- Exercise goal -
Print, from the listing below, the lines starting at the line containing "pub struct HookOutput" and ending at the line containing "is not a JSON", exactly as they stand, and print nothing else.

- Working data -
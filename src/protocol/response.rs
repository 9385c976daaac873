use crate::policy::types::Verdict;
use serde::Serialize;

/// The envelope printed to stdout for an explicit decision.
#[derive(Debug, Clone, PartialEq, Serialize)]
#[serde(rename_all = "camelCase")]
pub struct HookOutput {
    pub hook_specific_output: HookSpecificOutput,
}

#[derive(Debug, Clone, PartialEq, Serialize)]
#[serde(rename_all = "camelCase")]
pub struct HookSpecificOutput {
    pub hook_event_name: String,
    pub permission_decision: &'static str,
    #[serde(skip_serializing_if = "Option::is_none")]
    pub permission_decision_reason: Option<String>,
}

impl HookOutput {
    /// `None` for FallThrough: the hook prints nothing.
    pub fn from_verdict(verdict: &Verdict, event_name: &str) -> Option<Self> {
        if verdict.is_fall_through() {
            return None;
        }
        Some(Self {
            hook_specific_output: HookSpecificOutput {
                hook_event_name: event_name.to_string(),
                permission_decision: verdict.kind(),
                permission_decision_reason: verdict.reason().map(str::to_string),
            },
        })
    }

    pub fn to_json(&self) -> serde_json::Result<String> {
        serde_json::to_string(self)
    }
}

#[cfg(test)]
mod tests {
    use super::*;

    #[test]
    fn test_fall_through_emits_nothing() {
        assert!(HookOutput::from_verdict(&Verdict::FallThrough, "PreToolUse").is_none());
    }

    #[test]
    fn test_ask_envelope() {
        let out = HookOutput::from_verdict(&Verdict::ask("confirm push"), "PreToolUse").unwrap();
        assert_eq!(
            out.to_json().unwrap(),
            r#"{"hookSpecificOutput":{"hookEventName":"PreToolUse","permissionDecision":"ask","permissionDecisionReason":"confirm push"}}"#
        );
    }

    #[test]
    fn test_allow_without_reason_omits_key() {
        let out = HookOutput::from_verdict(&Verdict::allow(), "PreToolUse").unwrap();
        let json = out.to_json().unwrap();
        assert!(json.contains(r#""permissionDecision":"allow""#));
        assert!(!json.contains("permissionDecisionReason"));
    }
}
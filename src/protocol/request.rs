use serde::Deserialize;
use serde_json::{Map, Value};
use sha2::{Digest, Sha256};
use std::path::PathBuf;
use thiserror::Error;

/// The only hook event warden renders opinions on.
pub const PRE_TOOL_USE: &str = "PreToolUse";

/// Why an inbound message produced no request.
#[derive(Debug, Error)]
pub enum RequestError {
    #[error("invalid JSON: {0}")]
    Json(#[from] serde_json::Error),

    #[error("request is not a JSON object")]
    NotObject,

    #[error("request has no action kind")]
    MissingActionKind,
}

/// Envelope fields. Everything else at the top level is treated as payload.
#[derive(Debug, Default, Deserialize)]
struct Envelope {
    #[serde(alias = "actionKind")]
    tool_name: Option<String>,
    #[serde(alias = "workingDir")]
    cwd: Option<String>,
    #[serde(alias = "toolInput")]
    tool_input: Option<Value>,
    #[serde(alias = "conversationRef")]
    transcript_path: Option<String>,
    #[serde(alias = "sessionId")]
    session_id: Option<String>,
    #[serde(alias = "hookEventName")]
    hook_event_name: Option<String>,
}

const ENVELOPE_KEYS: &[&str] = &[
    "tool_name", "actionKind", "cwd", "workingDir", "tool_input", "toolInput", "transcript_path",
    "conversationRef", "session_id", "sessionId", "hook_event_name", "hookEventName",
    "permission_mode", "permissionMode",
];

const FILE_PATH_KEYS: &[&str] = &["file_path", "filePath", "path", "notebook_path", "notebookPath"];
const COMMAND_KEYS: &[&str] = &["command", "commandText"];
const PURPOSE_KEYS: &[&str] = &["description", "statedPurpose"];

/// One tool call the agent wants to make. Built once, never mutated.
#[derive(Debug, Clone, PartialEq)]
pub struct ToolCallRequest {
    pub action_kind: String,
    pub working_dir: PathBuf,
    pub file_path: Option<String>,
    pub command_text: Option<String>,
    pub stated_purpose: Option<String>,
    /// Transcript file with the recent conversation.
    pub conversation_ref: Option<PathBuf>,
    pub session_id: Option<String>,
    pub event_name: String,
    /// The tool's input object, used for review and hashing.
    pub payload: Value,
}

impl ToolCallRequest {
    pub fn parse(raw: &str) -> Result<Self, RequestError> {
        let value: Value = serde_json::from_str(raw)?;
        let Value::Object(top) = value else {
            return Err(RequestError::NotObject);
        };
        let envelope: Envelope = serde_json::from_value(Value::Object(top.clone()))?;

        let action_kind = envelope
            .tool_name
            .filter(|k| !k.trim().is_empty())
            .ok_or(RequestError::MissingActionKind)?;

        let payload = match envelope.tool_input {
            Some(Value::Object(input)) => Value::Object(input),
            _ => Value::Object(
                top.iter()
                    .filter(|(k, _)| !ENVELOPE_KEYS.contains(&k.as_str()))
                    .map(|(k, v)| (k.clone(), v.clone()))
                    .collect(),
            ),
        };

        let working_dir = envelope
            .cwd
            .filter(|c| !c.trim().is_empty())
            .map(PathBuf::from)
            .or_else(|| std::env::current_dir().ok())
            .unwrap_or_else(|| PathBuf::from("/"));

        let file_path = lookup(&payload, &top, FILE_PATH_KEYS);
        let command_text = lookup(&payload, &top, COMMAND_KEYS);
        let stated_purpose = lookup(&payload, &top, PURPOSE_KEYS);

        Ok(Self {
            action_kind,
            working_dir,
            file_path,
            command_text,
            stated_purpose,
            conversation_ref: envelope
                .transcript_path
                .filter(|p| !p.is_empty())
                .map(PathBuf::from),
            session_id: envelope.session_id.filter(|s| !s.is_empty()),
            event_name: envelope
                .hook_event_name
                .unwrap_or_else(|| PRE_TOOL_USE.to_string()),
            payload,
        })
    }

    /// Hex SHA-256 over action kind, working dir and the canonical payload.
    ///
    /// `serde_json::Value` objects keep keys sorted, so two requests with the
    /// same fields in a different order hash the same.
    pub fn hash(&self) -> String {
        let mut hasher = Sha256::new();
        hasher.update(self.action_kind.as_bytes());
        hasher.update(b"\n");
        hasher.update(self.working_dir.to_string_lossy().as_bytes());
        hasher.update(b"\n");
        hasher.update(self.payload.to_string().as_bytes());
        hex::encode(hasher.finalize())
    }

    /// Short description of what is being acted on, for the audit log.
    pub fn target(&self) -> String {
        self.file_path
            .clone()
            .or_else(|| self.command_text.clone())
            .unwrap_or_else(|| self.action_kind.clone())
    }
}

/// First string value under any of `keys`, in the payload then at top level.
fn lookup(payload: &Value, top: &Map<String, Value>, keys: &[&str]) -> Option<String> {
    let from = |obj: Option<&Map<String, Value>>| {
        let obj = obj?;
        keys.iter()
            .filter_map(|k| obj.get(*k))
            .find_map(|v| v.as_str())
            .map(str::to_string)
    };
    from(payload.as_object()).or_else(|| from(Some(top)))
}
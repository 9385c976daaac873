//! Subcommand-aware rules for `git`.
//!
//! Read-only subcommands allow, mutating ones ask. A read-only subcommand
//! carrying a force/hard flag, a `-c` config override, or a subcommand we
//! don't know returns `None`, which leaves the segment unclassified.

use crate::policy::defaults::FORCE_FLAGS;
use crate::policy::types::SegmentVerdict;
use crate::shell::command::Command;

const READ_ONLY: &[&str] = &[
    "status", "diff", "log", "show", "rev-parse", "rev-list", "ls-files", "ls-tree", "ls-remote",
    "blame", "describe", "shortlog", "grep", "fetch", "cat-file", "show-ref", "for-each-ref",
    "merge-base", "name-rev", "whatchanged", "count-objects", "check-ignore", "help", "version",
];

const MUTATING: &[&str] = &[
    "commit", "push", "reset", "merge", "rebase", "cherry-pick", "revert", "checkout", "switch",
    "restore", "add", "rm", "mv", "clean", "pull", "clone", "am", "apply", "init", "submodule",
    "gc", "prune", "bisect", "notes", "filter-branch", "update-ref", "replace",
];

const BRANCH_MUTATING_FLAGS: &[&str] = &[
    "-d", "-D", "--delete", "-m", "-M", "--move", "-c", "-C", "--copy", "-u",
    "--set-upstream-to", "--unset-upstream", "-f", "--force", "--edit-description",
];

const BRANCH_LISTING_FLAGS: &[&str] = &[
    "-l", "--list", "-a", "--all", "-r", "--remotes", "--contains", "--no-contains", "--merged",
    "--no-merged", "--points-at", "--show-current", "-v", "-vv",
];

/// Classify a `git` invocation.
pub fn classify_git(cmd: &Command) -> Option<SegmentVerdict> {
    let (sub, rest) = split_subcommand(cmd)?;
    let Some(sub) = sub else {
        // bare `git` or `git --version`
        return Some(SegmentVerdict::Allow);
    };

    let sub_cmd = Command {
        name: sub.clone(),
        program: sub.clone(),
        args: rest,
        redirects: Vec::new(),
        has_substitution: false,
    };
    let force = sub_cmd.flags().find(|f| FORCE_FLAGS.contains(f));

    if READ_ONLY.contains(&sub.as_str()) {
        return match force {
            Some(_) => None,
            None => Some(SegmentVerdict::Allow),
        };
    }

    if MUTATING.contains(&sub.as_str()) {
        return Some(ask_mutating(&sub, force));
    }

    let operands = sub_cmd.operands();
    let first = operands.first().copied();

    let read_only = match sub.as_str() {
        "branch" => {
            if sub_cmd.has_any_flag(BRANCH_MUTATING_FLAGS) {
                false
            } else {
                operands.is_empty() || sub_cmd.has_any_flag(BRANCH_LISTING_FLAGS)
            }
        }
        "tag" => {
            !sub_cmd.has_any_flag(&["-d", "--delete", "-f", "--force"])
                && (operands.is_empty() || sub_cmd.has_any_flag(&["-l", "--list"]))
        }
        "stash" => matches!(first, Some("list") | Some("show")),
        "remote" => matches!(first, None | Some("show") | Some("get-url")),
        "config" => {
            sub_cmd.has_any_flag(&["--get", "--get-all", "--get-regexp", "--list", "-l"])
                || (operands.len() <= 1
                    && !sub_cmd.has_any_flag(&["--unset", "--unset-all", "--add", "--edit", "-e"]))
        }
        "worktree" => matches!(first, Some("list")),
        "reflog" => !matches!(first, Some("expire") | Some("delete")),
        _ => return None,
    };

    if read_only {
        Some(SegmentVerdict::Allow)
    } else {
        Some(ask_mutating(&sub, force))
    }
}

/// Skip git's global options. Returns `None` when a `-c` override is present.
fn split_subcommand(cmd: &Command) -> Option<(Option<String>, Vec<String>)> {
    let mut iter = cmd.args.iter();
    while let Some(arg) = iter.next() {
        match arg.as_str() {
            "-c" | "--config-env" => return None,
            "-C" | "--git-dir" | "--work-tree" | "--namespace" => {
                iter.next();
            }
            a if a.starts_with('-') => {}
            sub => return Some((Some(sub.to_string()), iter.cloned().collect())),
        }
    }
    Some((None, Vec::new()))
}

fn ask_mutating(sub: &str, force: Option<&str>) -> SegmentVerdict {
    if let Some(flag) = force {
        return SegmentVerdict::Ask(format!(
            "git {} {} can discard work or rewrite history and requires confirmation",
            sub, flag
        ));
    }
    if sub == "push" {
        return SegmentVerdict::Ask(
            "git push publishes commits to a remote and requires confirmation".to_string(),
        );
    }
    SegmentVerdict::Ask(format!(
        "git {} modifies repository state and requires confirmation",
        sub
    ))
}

- Exercise solution -
pub struct HookOutput {
    pub hook_specific_output: HookSpecificOutput,
}

#[derive(Debug, Clone, PartialEq, Serialize)]
#[serde(rename_all = "camelCase")]
pub struct HookSpecificOutput {
    pub hook_event_name: String,
    pub permission_decision: &'static str,
    #[serde(skip_serializing_if = "Option::is_none")]
    pub permission_decision_reason: Option<String>,
}

impl HookOutput {
    /// `None` for FallThrough: the hook prints nothing.
    pub fn from_verdict(verdict: &Verdict, event_name: &str) -> Option<Self> {
        if verdict.is_fall_through() {
            return None;
        }
        Some(Self {
            hook_specific_output: HookSpecificOutput {
                hook_event_name: event_name.to_string(),
                permission_decision: verdict.kind(),
                permission_decision_reason: verdict.reason().map(str::to_string),
            },
        })
    }

    pub fn to_json(&self) -> serde_json::Result<String> {
        serde_json::to_string(self)
    }
}

#[cfg(test)]
mod tests {
    use super::*;

    #[test]
    fn test_fall_through_emits_nothing() {
        assert!(HookOutput::from_verdict(&Verdict::FallThrough, "PreToolUse").is_none());
    }

    #[test]
    fn test_ask_envelope() {
        let out = HookOutput::from_verdict(&Verdict::ask("confirm push"), "PreToolUse").unwrap();
        assert_eq!(
            out.to_json().unwrap(),
            r#"{"hookSpecificOutput":{"hookEventName":"PreToolUse","permissionDecision":"ask","permissionDecisionReason":"confirm push"}}"#
        );
    }

    #[test]
    fn test_allow_without_reason_omits_key() {
        let out = HookOutput::from_verdict(&Verdict::allow(), "PreToolUse").unwrap();
        let json = out.to_json().unwrap();
        assert!(json.contains(r#""permissionDecision":"allow""#));
        assert!(!json.contains("permissionDecisionReason"));
    }
}
filename src/protocol/request.rs
use serde::Deserialize;
use serde_json::{Map, Value};
use sha2::{Digest, Sha256};
use std::path::PathBuf;
use thiserror::Error;

/// The only hook event warden renders opinions on.
pub const PRE_TOOL_USE: &str = "PreToolUse";

/// Why an inbound message produced no request.
#[derive(Debug, Error)]
pub enum RequestError {
    #[error("invalid JSON: {0}")]
    Json(#[from] serde_json::Error),

    #[error("request is not a JSON object")]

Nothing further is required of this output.